Les spécialistes écologiques plaident aussi pour un arrêt de l’exportation des matières premières et des ressources fossiles comme le gaz naturel et le pétrole, à l’exemple des Etats-Unis qui préservent leurs réserves pour les générations à venir.
Il y a plus d’une décennie, le pionnier des sciences environnementales en Egypte, Abdel-Fattah Al-Qassass, avait exhort&´ les responsables à stopper la construction des villages touristiques sur la Côte-Nord sans planification. A l’époque, c’était un cri dans le désert. Aujourd’hui, tout le monde sait qu’il avait raison.
Un manque de sensibilisation des dirigeants arabes
La situation dans les pays arabes ne diffère pas de celle de l’Egypte. Le concept du développement durable n’existe pas. L’empreinte écologique en est la preuve. « C’est un outil qui évalue la surface productive nécessaire à une population pour répondre à sa consommation. Les pays arabes souffrent de l’augmentation de l’empreinte écologique puisqu’ils importent presque tous leurs besoins sauf le Soudan et la Mauritanie.
Le Golfe arabique souffre de la pollution pétrolière. Le taux de diminution des réserves halieutiques sur les côtes arabes s’élève à 39 % contre 15 % dans le monde. Ces chiffres effrayants prouvent que le développement durable n’existe ni dans les politiques menées ni dans les visions des responsables dans le monde arabe », assure Wafaa Amer, spécialiste de la biodiversité et professeur au département des botaniques à la faculté des sciences de l’Université du Caire.

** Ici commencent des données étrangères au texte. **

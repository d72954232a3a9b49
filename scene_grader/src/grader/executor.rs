//! Running one scene through the submission and then through the oracle.
//!
//! Both programs follow the same calling convention:
//! - submission: `<binary> -s <scene> -d 0 -o <output>`
//! - oracle: `<oracle> -s <scene> -d 0 -i <output>`
//!
//! The oracle prints [`PASS_MARKER`] or [`FAIL_MARKER`] on stdout. It may leave a
//! [`RESIDUAL_FILE`] behind in its working directory.

use log::{debug, info, warn};
use std::{
    fmt, fs, io,
    path::{Path, PathBuf},
    process::Stdio,
};

use crate::discovery::TestScene;
use crate::grader::os_interface::ExecutableArtifact;
use crate::store::test_run::Verdict;

pub const PASS_MARKER: &str = "Overall success: Passed";
pub const FAIL_MARKER: &str = "Overall success: Failed";
pub const RESIDUAL_FILE: &str = "residual.txt";
/// Value of `-d`: disables randomness in the simulation.
const DETERMINISTIC_MODE: &str = "0";

/// Why a scene produced no verdict.
#[derive(Debug, PartialEq, Eq, Clone)]
pub enum Indeterminate {
    /// The submission could not be launched at all.
    NotLaunched(String),
    /// The submission exited unsuccessfully; `None` when killed by a signal.
    Crashed(Option<i32>),
    MissingOutput(PathBuf),
    MissingOracle(PathBuf),
    OracleNotLaunched(String),
    /// The oracle ran but printed neither marker.
    NoVerdict,
}

impl fmt::Display for Indeterminate {
    fn fmt(&self, f: &mut fmt::Formatter<'_>) -> fmt::Result {
        match self {
            Indeterminate::NotLaunched(err) => {
                write!(f, "Student executable could not be started ({err}).")
            }
            Indeterminate::Crashed(Some(code)) => {
                write!(f, "Student executable crashed (exit code {code}).")
            }
            Indeterminate::Crashed(None) => {
                write!(f, "Student executable crashed (killed by a signal).")
            }
            Indeterminate::MissingOutput(path) => {
                write!(f, "Failed to generate output file '{}'.", path.display())
            }
            Indeterminate::MissingOracle(path) => {
                write!(f, "Failed to open oracle '{}'.", path.display())
            }
            Indeterminate::OracleNotLaunched(err) => {
                write!(f, "Oracle could not be started ({err}).")
            }
            Indeterminate::NoVerdict => write!(f, "Couldn't determine result of test."),
        }
    }
}

#[derive(Debug, PartialEq, Eq, Clone)]
pub enum SceneOutcome {
    Passed,
    Failed,
    Indeterminate(Indeterminate),
}

impl SceneOutcome {
    pub fn verdict(&self) -> Verdict {
        match self {
            SceneOutcome::Passed => Verdict::Pass,
            SceneOutcome::Failed => Verdict::Fail,
            SceneOutcome::Indeterminate(_) => Verdict::Indeterminate,
        }
    }
}

/// Reads the oracle's verdict out of its stdout.
pub fn classify(oracle_stdout: &str) -> SceneOutcome {
    if oracle_stdout.contains(PASS_MARKER) {
        SceneOutcome::Passed
    } else if oracle_stdout.contains(FAIL_MARKER) {
        SceneOutcome::Failed
    } else {
        SceneOutcome::Indeterminate(Indeterminate::NoVerdict)
    }
}

/// Files a scene run may leave in the work directory. Removed on drop, whatever happened.
struct ScratchFiles {
    paths: Vec<PathBuf>,
}

impl Drop for ScratchFiles {
    fn drop(&mut self) {
        for path in &self.paths {
            match fs::remove_file(path) {
                Ok(()) => debug!("removed scratch file '{}'", path.display()),
                Err(err) if err.kind() == io::ErrorKind::NotFound => {}
                Err(err) => warn!("could not remove '{}': {err}", path.display()),
            }
        }
    }
}

/// Relative paths are resolved against the grader's cwd, not the children's.
fn absolute(path: &Path) -> PathBuf {
    std::path::absolute(path).unwrap_or_else(|_| path.to_path_buf())
}

/// Runs scenes for one submission against one oracle.
#[derive(Debug, Clone)]
pub struct SceneExecutor {
    submission: ExecutableArtifact,
    oracle: PathBuf,
    work_dir: PathBuf,
    run_id: String,
}

impl SceneExecutor {
    /// `run_id` keeps the output file name unique to this grading run.
    pub fn new(
        submission: ExecutableArtifact,
        oracle: impl Into<PathBuf>,
        work_dir: impl Into<PathBuf>,
        run_id: impl Into<String>,
    ) -> Self {
        Self {
            submission,
            oracle: absolute(&oracle.into()),
            work_dir: absolute(&work_dir.into()),
            run_id: run_id.into(),
        }
    }

    pub fn output_path(&self) -> PathBuf {
        self.work_dir.join(format!("output_{}.bin", self.run_id))
    }

    pub fn residual_path(&self) -> PathBuf {
        self.work_dir.join(RESIDUAL_FILE)
    }

    /// Never fails: anything that prevents a verdict becomes [`SceneOutcome::Indeterminate`].
    pub fn run(&self, scene: &TestScene) -> SceneOutcome {
        let output = self.output_path();
        let _scratch = ScratchFiles {
            paths: vec![output.clone(), self.residual_path()],
        };
        info!("🚀 Running scene '{}'", scene.path.display());
        let scene_path = absolute(&scene.path);

        if let Err(reason) = self.run_submission(&scene_path, &output) {
            warn!("❌ {reason}");
            return SceneOutcome::Indeterminate(reason);
        }

        let oracle = match ExecutableArtifact::build("oracle", &self.oracle) {
            Ok(oracle) => oracle,
            Err(err) => {
                warn!("oracle '{}' unusable: {err}", self.oracle.display());
                return SceneOutcome::Indeterminate(Indeterminate::MissingOracle(
                    self.oracle.clone(),
                ));
            }
        };

        let stdout = match self.run_oracle(&oracle, &scene_path, &output) {
            Ok(stdout) => stdout,
            Err(reason) => {
                warn!("❌ {reason}");
                return SceneOutcome::Indeterminate(reason);
            }
        };
        let outcome = classify(&stdout);
        info!("verdict for '{}': {:?}", scene.path.display(), outcome);
        outcome
    }

    fn run_submission(&self, scene: &Path, output: &Path) -> Result<(), Indeterminate> {
        let mut cmd = self.submission.new_cmd();
        cmd.arg("-s")
            .arg(scene)
            .args(["-d", DETERMINISTIC_MODE])
            .arg("-o")
            .arg(output)
            .current_dir(&self.work_dir)
            .stdin(Stdio::null())
            .stdout(Stdio::null())
            .stderr(Stdio::null());
        debug!("Configured command '{cmd:?}'");

        let status = cmd
            .status()
            .map_err(|err| Indeterminate::NotLaunched(err.to_string()))?;
        if !status.success() {
            return Err(Indeterminate::Crashed(status.code()));
        }
        if !output.is_file() {
            return Err(Indeterminate::MissingOutput(output.to_path_buf()));
        }
        Ok(())
    }

    fn run_oracle(
        &self,
        oracle: &ExecutableArtifact,
        scene: &Path,
        output: &Path,
    ) -> Result<String, Indeterminate> {
        let mut cmd = oracle.new_cmd();
        cmd.arg("-s")
            .arg(scene)
            .args(["-d", DETERMINISTIC_MODE])
            .arg("-i")
            .arg(output)
            .current_dir(&self.work_dir)
            .stdin(Stdio::null())
            .stderr(Stdio::null());
        debug!("Configured command '{cmd:?}'");

        let result = cmd
            .output()
            .map_err(|err| Indeterminate::OracleNotLaunched(err.to_string()))?;
        let stdout = String::from_utf8_lossy(&result.stdout).into_owned();
        if !stdout.is_empty() {
            debug!("- STDOUT: '{}'", stdout.replace('\n', "\\n"));
        }
        Ok(stdout)
    }
}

Les décideurs du monde arabe, notamment en Egypte qui souffre d’une explosion démographique, doivent prendre en considération le développement durable s’ils veulent que les générations à venir profitent également des ressources naturelles. Mais il semble qu’une prise de conscience ne soit pas demain.
Oui c'est faisable !
Un petit projet pour la conservation des plantes médicinales à Sainte-Catherine dans le Sinaï prouve que le développement durable est possible. Le projet vise à utiliser les ressources naturelles locales en réhabilitant plusieurs dizaines de plantes dont certaines sont menacées d’extinction. « Nous avons encouragé les femmes bédouines à participer aux activités de l’association des plantes médicinales. Les employés de cette association ont reçu une formation sur le marketing des produits provenant de ce genre de plantes. Quelques-uns de ces programmes ont été appliqués dans d’autres réserves naturelles comme Wadi Al-Gemal, Al-Omayed et Wadi Al-Rayane », explique le directeur du projet, Adel Abdalla.
« Nous devons reconnaître que depuis de longues décennies nous travaillons au sein des réserves naturelles en nous basant sur le principe de la protection pour la protection, sans penser au développement durable. Aujourd’hui, surtout depuis le changement de ministres, le mot d’ordre est l’exploitation sans abus et la conservation des ressources naturelles. Nous essayons de réaliser un développement durable des réserves naturelles tout en faisant participer les habitants locaux », assure Tareq Qanawaty, directeur général au sein du secteur de la protection de la nature, relevant de l’AEAE.
Selon lui, le projet de conservation et d’exploitation des plantes médicinales à Sainte-Catherine est un projet pilote de développement durable, dont les programmes peuvent être réalisés dans d’autres domaines comme l’écotourisme ou la gestion des déchets solides.